◆ YOUR OBJECTIVE: State how many lines of the entries hold the string "platform", and output nothing but that count.

◆ ENTRIES SHOWN:
>>>>

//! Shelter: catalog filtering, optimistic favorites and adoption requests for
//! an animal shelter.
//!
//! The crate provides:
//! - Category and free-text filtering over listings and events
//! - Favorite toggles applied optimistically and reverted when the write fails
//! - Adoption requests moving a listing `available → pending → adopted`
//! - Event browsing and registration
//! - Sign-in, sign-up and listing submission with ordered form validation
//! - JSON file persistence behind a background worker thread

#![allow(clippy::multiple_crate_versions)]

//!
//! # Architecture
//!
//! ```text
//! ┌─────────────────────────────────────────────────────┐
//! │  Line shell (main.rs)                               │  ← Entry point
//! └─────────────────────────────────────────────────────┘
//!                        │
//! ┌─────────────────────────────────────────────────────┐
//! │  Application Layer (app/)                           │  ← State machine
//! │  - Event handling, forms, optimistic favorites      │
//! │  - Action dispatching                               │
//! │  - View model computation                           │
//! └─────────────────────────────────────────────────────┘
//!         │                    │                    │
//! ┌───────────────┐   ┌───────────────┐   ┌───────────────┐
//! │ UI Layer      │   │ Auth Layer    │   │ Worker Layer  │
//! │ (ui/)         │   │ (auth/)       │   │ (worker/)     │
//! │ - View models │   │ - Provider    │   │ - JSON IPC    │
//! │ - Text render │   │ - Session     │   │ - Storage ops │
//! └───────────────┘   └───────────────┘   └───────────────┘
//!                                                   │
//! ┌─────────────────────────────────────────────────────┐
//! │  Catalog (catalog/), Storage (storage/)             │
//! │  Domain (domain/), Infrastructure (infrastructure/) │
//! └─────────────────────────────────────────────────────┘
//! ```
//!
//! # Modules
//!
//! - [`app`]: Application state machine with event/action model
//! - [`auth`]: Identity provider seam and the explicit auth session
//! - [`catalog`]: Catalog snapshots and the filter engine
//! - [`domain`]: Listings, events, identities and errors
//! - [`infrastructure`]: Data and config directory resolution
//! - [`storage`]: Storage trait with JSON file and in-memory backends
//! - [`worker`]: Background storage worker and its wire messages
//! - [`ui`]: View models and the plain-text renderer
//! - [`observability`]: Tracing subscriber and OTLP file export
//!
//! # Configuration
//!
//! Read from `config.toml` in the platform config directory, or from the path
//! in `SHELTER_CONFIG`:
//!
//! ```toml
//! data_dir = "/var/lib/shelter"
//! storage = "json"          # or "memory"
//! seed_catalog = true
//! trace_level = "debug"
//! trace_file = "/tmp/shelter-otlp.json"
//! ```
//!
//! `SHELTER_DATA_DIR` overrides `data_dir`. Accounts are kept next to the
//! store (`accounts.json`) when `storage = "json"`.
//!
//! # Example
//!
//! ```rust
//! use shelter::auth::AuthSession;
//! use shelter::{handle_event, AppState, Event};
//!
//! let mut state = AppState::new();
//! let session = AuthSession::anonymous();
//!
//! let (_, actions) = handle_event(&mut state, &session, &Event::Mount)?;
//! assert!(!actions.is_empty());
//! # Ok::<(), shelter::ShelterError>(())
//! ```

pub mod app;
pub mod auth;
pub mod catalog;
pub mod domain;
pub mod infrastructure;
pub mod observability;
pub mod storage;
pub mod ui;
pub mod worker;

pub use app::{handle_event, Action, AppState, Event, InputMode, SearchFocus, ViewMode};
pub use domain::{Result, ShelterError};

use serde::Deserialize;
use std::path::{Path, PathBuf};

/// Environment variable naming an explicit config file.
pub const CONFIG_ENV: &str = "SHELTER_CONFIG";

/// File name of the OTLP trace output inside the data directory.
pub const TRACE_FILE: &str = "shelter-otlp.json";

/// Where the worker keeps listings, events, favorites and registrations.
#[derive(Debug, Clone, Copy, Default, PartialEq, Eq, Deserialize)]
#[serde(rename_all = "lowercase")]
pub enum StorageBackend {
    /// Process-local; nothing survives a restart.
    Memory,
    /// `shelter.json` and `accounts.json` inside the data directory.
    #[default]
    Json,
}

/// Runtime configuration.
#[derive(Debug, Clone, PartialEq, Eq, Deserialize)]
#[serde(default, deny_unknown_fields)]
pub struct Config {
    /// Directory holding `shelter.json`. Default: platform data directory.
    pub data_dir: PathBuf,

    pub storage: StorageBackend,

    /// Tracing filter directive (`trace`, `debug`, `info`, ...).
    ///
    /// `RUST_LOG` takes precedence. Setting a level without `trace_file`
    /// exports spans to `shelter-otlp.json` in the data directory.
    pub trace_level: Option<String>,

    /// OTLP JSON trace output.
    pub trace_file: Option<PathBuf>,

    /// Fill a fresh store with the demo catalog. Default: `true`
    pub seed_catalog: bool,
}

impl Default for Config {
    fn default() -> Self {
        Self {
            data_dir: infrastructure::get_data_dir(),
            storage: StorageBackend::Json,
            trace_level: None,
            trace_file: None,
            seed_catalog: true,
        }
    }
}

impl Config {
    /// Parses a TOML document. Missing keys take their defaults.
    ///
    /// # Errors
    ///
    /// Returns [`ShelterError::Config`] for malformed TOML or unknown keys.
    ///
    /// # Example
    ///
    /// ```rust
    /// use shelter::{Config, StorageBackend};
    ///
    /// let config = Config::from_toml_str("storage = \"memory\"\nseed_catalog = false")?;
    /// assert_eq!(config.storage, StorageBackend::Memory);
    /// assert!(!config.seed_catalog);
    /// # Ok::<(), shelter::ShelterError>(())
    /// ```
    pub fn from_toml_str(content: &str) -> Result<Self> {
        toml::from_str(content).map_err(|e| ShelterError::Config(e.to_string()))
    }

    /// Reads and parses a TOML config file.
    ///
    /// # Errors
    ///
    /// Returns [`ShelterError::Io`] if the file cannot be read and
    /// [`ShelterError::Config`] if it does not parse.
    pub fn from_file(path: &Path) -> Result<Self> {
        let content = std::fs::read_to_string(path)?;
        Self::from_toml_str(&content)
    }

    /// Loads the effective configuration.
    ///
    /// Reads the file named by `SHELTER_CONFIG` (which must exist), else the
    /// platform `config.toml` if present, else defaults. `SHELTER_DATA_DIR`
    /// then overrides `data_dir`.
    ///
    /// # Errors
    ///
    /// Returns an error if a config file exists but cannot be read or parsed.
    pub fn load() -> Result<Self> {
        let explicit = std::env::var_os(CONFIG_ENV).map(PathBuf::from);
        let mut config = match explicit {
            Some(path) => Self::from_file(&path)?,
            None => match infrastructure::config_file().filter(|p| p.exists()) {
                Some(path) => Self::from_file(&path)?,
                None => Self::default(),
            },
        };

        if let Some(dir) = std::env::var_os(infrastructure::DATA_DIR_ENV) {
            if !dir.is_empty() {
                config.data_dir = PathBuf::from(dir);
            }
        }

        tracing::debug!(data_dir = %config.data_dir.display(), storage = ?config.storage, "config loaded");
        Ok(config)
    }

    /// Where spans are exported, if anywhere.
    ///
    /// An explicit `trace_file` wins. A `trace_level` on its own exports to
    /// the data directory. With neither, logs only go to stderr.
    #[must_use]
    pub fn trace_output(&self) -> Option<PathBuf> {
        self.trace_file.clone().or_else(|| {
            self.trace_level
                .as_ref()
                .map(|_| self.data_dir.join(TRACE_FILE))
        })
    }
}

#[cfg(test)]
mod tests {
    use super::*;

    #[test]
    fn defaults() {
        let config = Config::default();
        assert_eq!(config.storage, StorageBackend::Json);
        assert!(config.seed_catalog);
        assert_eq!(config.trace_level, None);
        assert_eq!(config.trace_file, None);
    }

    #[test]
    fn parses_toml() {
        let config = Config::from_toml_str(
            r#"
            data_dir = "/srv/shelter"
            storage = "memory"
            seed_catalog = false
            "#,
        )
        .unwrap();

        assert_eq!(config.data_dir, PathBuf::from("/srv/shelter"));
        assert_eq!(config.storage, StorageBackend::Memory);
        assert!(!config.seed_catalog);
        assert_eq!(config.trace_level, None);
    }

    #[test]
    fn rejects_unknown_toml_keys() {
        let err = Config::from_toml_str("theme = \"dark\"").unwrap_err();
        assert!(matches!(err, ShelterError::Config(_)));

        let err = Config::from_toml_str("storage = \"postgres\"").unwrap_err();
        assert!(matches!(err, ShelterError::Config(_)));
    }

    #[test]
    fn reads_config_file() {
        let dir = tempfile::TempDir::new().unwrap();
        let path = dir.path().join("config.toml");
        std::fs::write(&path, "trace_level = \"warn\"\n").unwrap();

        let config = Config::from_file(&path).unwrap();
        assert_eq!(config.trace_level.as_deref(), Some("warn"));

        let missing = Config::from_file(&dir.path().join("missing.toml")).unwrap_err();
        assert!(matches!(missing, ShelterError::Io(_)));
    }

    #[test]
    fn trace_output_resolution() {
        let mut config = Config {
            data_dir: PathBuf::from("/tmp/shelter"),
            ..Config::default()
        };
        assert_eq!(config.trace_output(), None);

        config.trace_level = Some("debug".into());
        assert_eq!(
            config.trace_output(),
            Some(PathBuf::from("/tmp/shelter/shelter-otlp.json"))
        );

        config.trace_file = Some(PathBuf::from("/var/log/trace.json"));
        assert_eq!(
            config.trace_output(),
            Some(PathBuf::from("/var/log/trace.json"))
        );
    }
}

<<<<

◆ SOLUTION FOR THIS EXERCISE: 3